« Quand on quitte Mayotte, on est lessivé, c’est l’un des postes les plus durs de la préfectorale » confiait en privé Jean-François Colombet, le prédécesseur de Thierry Suquet. En juin 2021, l’île passait d’un pic épidémique à un pic d’insécurité. Les cambriolages se multipliaient, ainsi que les caillassages de bus scolaires. Le gouvernement avait alors choisi un haut fonctionnaire expérimenté dans la matière : Thierry Suquet, précédemment chargé de la sécurité en région Rhône-Alpes.
Chacun attendait le préfet Suquet sur le rétablissement de l’ordre, la destruction des bidonvilles, ainsi que la lutte contre l’immigration clandestine. Le curieux nom de « Wuambushu » n’était pas encore entré dans le vocabulaire, mais les missions étaient déjà les mêmes : lutte contre la délinquance, expulsion des immigrés clandestins, résorption de l’habitat insalubre.
Durant son séjour, le préfet se verra doté des effectifs supplémentaires de police et de gendarmerie promis lors de la crise de 2018. « On interpelle de plus en plus, et on expulse de plus en plus » se félicitait-il sur Mayotte la 1ère en novembre 2022. On le verra à l’œuvre au lancement de l’opération Wuambushu en avril 2023, n’hésitant pas à chausser les baskets pour arpenter les amas de tôle des bangas détruits.

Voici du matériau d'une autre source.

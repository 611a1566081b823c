//! Handler selection.
//!
//! The [`IntelligentRouter`] composes the [`ServiceDetector`],
//! [`ContextSelector`] and [`RoutingRules`] into one cascade;
//! [`HandlerDiscovery`] is the asynchronous, cancellable seam the
//! orchestration manager calls through.

pub mod detector;
pub mod discovery;
pub mod router;
pub mod rules;
pub mod selector;

pub use detector::{DEFAULT_TAG, Detection, ServiceDetector};
pub use discovery::{Discovered, HandlerDiscovery, RouterDiscovery};
pub use router::{DEFAULT_MAX_SUGGESTIONS, IntelligentRouter, RouteDecision};
pub use rules::{RoutingPriority, RoutingRule, RoutingRules, ServiceMapping};
pub use selector::{ContextAnalysis, ContextSelector, TagScore};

Estelle Youssouffa : « il est temps que vous partiez »
Sur le plan politique, Thierry Suquet avait aussi été chargé de faire avancer les discussions sur la « loi Mayotte ». Peu de temps après son arrivée, il soulignait la « rapidité nécessaire » avec laquelle il fallait mettre en œuvre de cette « loi urgente et essentielle pour le département ». Il évoquait une « convergence de vue » avec le président du Conseil Départemental Ben Issa Ousseni . Ces concertations ont avancé, certes, mais à pas de tortue. Trois ans plus tard, le gouvernement et les élus locaux sont toujours à l’ouvrage.

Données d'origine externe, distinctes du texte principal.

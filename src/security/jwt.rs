use async_trait::async_trait;
use jsonwebtoken::{DecodingKey, Validation, decode};
use tracing::debug;

use super::SecurityGate;
use super::claims::UserClaims;
use crate::domain::SecurityContext;

/// Authenticates callers by validating an HS256 token.
///
/// The token subject must equal the caller's user id, and every role and
/// permission the caller presents must be granted by the token.
pub struct JwtSecurityGate {
    key: DecodingKey,
    validation: Validation,
}

impl std::fmt::Debug for JwtSecurityGate {
    fn fmt(&self, f: &mut std::fmt::Formatter<'_>) -> std::fmt::Result {
        f.debug_struct("JwtSecurityGate")
            .field("algorithms", &self.validation.algorithms)
            .finish_non_exhaustive()
    }
}

impl JwtSecurityGate {
    pub fn new(secret: &str) -> Self {
        Self {
            key: DecodingKey::from_secret(secret.as_bytes()),
            validation: Validation::default(),
        }
    }

    fn verify(&self, security: &SecurityContext) -> Result<UserClaims, String> {
        let token = security
            .token
            .strip_prefix("Bearer ")
            .unwrap_or(&security.token);

        let claims = decode::<UserClaims>(token, &self.key, &self.validation)
            .map_err(|e| format!("invalid token: {e}"))?
            .claims;

        if claims.sub != security.user_id {
            return Err("token subject does not match user id".to_string());
        }
        if !UserClaims::grants(claims.roles.as_deref(), security.roles.iter()) {
            return Err("roles not granted by token".to_string());
        }
        if !UserClaims::grants(claims.permissions.as_deref(), security.permissions.iter()) {
            return Err("permissions not granted by token".to_string());
        }
        Ok(claims)
    }
}

#[async_trait]
impl SecurityGate for JwtSecurityGate {
    async fn authenticate(&self, security: &SecurityContext) -> bool {
        match self.verify(security) {
            Ok(_) => true,
            Err(reason) => {
                debug!(user_id = %security.user_id, %reason, "Token rejected");
                false
            }
        }
    }
}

Plusieurs élus mahorais auraient voulu qu’il reste, excepté la députée Estelle Youssouffa. « Il est temps que vous partiez ! » lui avait-elle lancé, lui reprochant d’avoir voulu faire lever de force des barrages érigés par les citoyens ; « c’est entendu » s’était-il contenté de répondre.

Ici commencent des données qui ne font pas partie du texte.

//! Templated domain handlers.
//!
//! Each handler answers with fixed domain guidance and, after a successful
//! dispatch, scans that guidance for known terms and records them as facts in
//! its session's specialized context.

use std::collections::BTreeSet;
use std::sync::Arc;

use async_trait::async_trait;
use tracing::debug;

use crate::domain::{Handler, Request, Response, ResponseStatus, TechnicalDomain};
use crate::session::{
    ConfigurationFact, ContextKind, EventFact, FactCategory, PipelineFact, ResilienceFact,
    SessionStore, SpecializedContext,
};

/// Permission required by the configuration handler.
pub const CONFIG_MANAGE: &str = "CONFIG_MANAGE";

/// Any of `needles` found in the lowercased guidance records `key = value`.
type TermRule<C> = (&'static [&'static str], C, &'static str, &'static str);

const EVENT_TERMS: &[TermRule<EventFact>] = &[
    (&["kafka"], EventFact::MessageBroker, "kafka", "streaming"),
    (&["idempotent"], EventFact::EventHandler, "idempotent-handler", "idempotency"),
    (&["dead letter"], EventFact::DeadLetterQueue, "failed-events", "dlq-config"),
    (&["event sourcing", "event store"], EventFact::EventStore, "event-store", "append-only"),
    (&["saga"], EventFact::Saga, "saga-pattern", "orchestration"),
];

const PIPELINE_TERMS: &[TermRule<PipelineFact>] = &[
    (&["maven"], PipelineFact::BuildTool, "maven", "java-build"),
    (&["docker"], PipelineFact::BuildTool, "docker", "containerization"),
    (&["blue-green"], PipelineFact::DeploymentStrategy, "blue-green", "zero-downtime"),
    (&["sast"], PipelineFact::SecurityScanner, "sast", "static-analysis"),
    (&["dast"], PipelineFact::SecurityScanner, "dast", "dynamic-analysis"),
    (&["jenkins"], PipelineFact::OrchestrationTool, "jenkins", "ci-server"),
];

const CONFIGURATION_TERMS: &[TermRule<ConfigurationFact>] = &[
    (&["spring cloud config"], ConfigurationFact::ConfigSource, "spring-cloud-config", "centralized"),
    (&["consul"], ConfigurationFact::ConfigSource, "consul", "key-value"),
    (&["feature flag"], ConfigurationFact::FeatureFlag, "feature-toggles", "runtime"),
    (&["gradual rollout"], ConfigurationFact::RolloutStrategy, "gradual-rollout", "percentage"),
    (&["aws secrets manager"], ConfigurationFact::SecretsManager, "aws-secrets-manager", "managed"),
    (&["development"], ConfigurationFact::Environment, "development", "dev"),
    (&["staging"], ConfigurationFact::Environment, "staging", "pre-production"),
    (&["production"], ConfigurationFact::Environment, "production", "live"),
];

const RESILIENCE_TERMS: &[TermRule<ResilienceFact>] = &[
    (&["resilience4j", "circuit breaker"], ResilienceFact::CircuitBreaker, "resilience4j", "circuit-breaker"),
    (&["exponential backoff", "retry"], ResilienceFact::RetryPattern, "exponential-backoff", "retry"),
    (&["exponential"], ResilienceFact::BackoffStrategy, "exponential", "backoff"),
    (&["jitter"], ResilienceFact::BackoffStrategy, "jitter", "randomized"),
    (&["bulkhead"], ResilienceFact::Bulkhead, "thread-pool-isolation", "isolation"),
    (&["thread pool"], ResilienceFact::ThreadPool, "isolated-thread-pool", "dedicated"),
    (&["chaos"], ResilienceFact::ChaosExperiment, "chaos-monkey", "failure-injection"),
    (&["health check"], ResilienceFact::HealthCheck, "endpoint-health", "liveness"),
    (&["sli", "slo"], ResilienceFact::SliSlo, "service", "availability"),
];

fn apply_terms<C: FactCategory>(
    store: &SessionStore,
    session_id: &str,
    text: &str,
    rules: &[TermRule<C>],
) -> usize {
    let mut added = 0;
    for (needles, category, key, value) in rules {
        if needles.iter().any(|n| text.contains(n)) && store.add_fact(session_id, *category, key, value) {
            added += 1;
        }
    }
    added
}

/// Handler answering with domain guidance and feeding one context kind.
pub struct DomainHandler {
    id: String,
    domain: TechnicalDomain,
    capabilities: BTreeSet<String>,
    required_roles: BTreeSet<String>,
    required_permissions: BTreeSet<String>,
    kind: Option<ContextKind>,
    guidance: &'static str,
    recommendations: &'static [&'static str],
    confidence: f64,
    store: SessionStore,
}

impl std::fmt::Debug for DomainHandler {
    fn fmt(&self, f: &mut std::fmt::Formatter<'_>) -> std::fmt::Result {
        f.debug_struct("DomainHandler")
            .field("id", &self.id)
            .field("domain", &self.domain)
            .field("kind", &self.kind)
            .field("capabilities_count", &self.capabilities.len())
            .finish_non_exhaustive()
    }
}

impl DomainHandler {
    fn new(
        id: &str,
        domain: TechnicalDomain,
        capabilities: &[&str],
        guidance: &'static str,
        store: SessionStore,
    ) -> Self {
        Self {
            id: id.to_string(),
            domain,
            capabilities: capabilities.iter().map(|c| (*c).to_string()).collect(),
            required_roles: BTreeSet::new(),
            required_permissions: BTreeSet::new(),
            kind: ContextKind::for_domain(domain).first().copied(),
            guidance,
            recommendations: &[],
            confidence: 0.85,
            store,
        }
    }

    fn recommending(mut self, recommendations: &'static [&'static str]) -> Self {
        self.recommendations = recommendations;
        self
    }

    fn requiring_permissions(mut self, permissions: &[&str]) -> Self {
        self.required_permissions = permissions.iter().map(|p| (*p).to_string()).collect();
        self
    }

    fn without_context(mut self) -> Self {
        self.kind = None;
        self
    }

    /// Guidance for `request` before any session enhancement.
    pub fn guidance_for(&self, request: &Request) -> String {
        self.guidance.replace("{description}", request.description())
    }
}

#[async_trait]
impl Handler for DomainHandler {
    fn id(&self) -> &str {
        &self.id
    }

    fn capabilities(&self) -> &BTreeSet<String> {
        &self.capabilities
    }

    fn domain(&self) -> TechnicalDomain {
        self.domain
    }

    fn required_roles(&self) -> &BTreeSet<String> {
        &self.required_roles
    }

    fn required_permissions(&self) -> &BTreeSet<String> {
        &self.required_permissions
    }

    async fn process_request(&self, request: &Request) -> anyhow::Result<Response> {
        let mut builder = Response::builder(ResponseStatus::Success)
            .output(self.guidance_for(request))
            .confidence(self.confidence)
            .recommendations(self.recommendations.iter().copied())
            .result("handler", self.id.clone())
            .result("domain", self.domain.display_name());

        // The architect sees every kind gathered by the other handlers.
        if self.kind.is_none()
            && let Some(session_id) = request.session_id()
        {
            let shared = self.store.shared_context_for(session_id, self.domain);
            let facts: usize = shared.specialized.iter().map(SpecializedContext::fact_count).sum();
            builder = builder.result("known_facts", facts);
            for ctx in &shared.specialized {
                builder = builder.recommendations(ctx.recommendations());
            }
        }

        Ok(builder.build())
    }

    fn get_or_create_context(&self, session_id: &str) -> Option<SpecializedContext> {
        self.kind
            .map(|kind| self.store.get_or_create_specialized(session_id, kind))
    }

    fn update_context(&self, session_id: &str, guidance: &str) {
        let Some(kind) = self.kind else {
            return;
        };
        let text = guidance.to_lowercase();
        let added = match kind {
            ContextKind::EventDriven => apply_terms(&self.store, session_id, &text, EVENT_TERMS),
            ContextKind::Pipeline => apply_terms(&self.store, session_id, &text, PIPELINE_TERMS),
            ContextKind::Configuration => {
                apply_terms(&self.store, session_id, &text, CONFIGURATION_TERMS)
            }
            ContextKind::Resilience => apply_terms(&self.store, session_id, &text, RESILIENCE_TERMS),
        };
        debug!(handler = %self.id, session_id, %kind, added, "Context updated from guidance");
    }

    fn remove_context(&self, session_id: &str) {
        if let Some(kind) = self.kind {
            self.store.remove_domain(session_id, kind);
        }
    }
}

pub fn event_driven_handler(store: SessionStore) -> DomainHandler {
    DomainHandler::new(
        "event-driven-specialist",
        TechnicalDomain::EventDrivenArchitecture,
        &["event-driven-specialist", "event-driven", "kafka", "messaging", "event-sourcing"],
        "Event-driven guidance for: {description}\n\
         Publish domain events to Kafka topics with versioned schemas. \
         Keep every consumer idempotent, route poison messages to a dead letter topic, \
         and coordinate multi-service workflows with a saga.",
        store,
    )
    .recommending(&["Document event contracts alongside the producing service"])
}

pub fn pipeline_handler(store: SessionStore) -> DomainHandler {
    DomainHandler::new(
        "cicd-pipeline-specialist",
        TechnicalDomain::CicdPipeline,
        &["cicd-pipeline-specialist", "cicd-pipeline", "deployment-strategy", "jenkins"],
        "CI/CD guidance for: {description}\n\
         Build with Maven and package the service as a Docker image. \
         Run SAST on every commit and DAST against the staging deployment, \
         then promote through Jenkins using a blue-green release.",
        store,
    )
    .recommending(&["Fail the build on critical scanner findings"])
}

pub fn configuration_handler(store: SessionStore) -> DomainHandler {
    DomainHandler::new(
        "configuration-management-specialist",
        TechnicalDomain::ConfigurationManagement,
        &[
            "configuration-management-specialist",
            "configuration-management",
            "feature-flags",
            "secrets-management",
        ],
        "Configuration guidance for: {description}\n\
         Serve properties from Spring Cloud Config backed by Consul. \
         Guard new behavior behind a feature flag with a gradual rollout, \
         keep credentials in AWS Secrets Manager, \
         and keep separate profiles for development, staging and production.",
        store,
    )
    .requiring_permissions(&[CONFIG_MANAGE])
    .recommending(&["Audit every configuration change"])
}

pub fn resilience_handler(store: SessionStore) -> DomainHandler {
    DomainHandler::new(
        "resilience-engineering-specialist",
        TechnicalDomain::ResilienceEngineering,
        &[
            "resilience-engineering-specialist",
            "resilience-engineering",
            "circuit-breaker",
            "chaos-engineering",
        ],
        "Resilience guidance for: {description}\n\
         Wrap remote calls in a Resilience4j circuit breaker and retry with exponential backoff plus jitter. \
         Isolate slow dependencies with a bulkhead on a dedicated thread pool, \
         expose a health check, define SLI and SLO targets, and validate them with chaos experiments.",
        store,
    )
    .recommending(&["Alert on error budget burn rate"])
}

pub fn architecture_handler(store: SessionStore) -> DomainHandler {
    DomainHandler::new(
        "microservices-architect",
        TechnicalDomain::Architecture,
        &["microservices-architect", "architecture", "service-boundaries"],
        "Architecture guidance for: {description}\n\
         Draw service boundaries around business capabilities, \
         own data per service, and prefer asynchronous integration between contexts.",
        store,
    )
    .without_context()
    .recommending(&["Record the decision in an architecture decision record"])
}

/// Every built-in handler, sharing `store`.
pub fn builtin_handlers(store: &SessionStore) -> Vec<Arc<dyn Handler>> {
    vec![
        Arc::new(event_driven_handler(store.clone())),
        Arc::new(pipeline_handler(store.clone())),
        Arc::new(configuration_handler(store.clone())),
        Arc::new(resilience_handler(store.clone())),
        Arc::new(architecture_handler(store.clone())),
    ]
}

Les collectifs avaient eux aussi demandé son départ pour les mêmes raisons, mais ces injonctions entrent peu en ligne de compte dans les mouvements perpétuels de la préfectorale.
Thierry Suquet va rejoindre Avignon, la cité les papes, préfecture du Vaucluse. Il retrouvera sur place un dossier qu’il connait trop bien : celui des mineurs étrangers isolés. Le conseil départemental du Vaucluse a décidé en décembre dernier de ne plus en prendre davantage en charge, s’estimant déjà débordé avec …135 mineurs dépendant de l’aide sociale à l’enfance ! Le préfet se souviendra alors que Mayotte est décidément un département hors normes.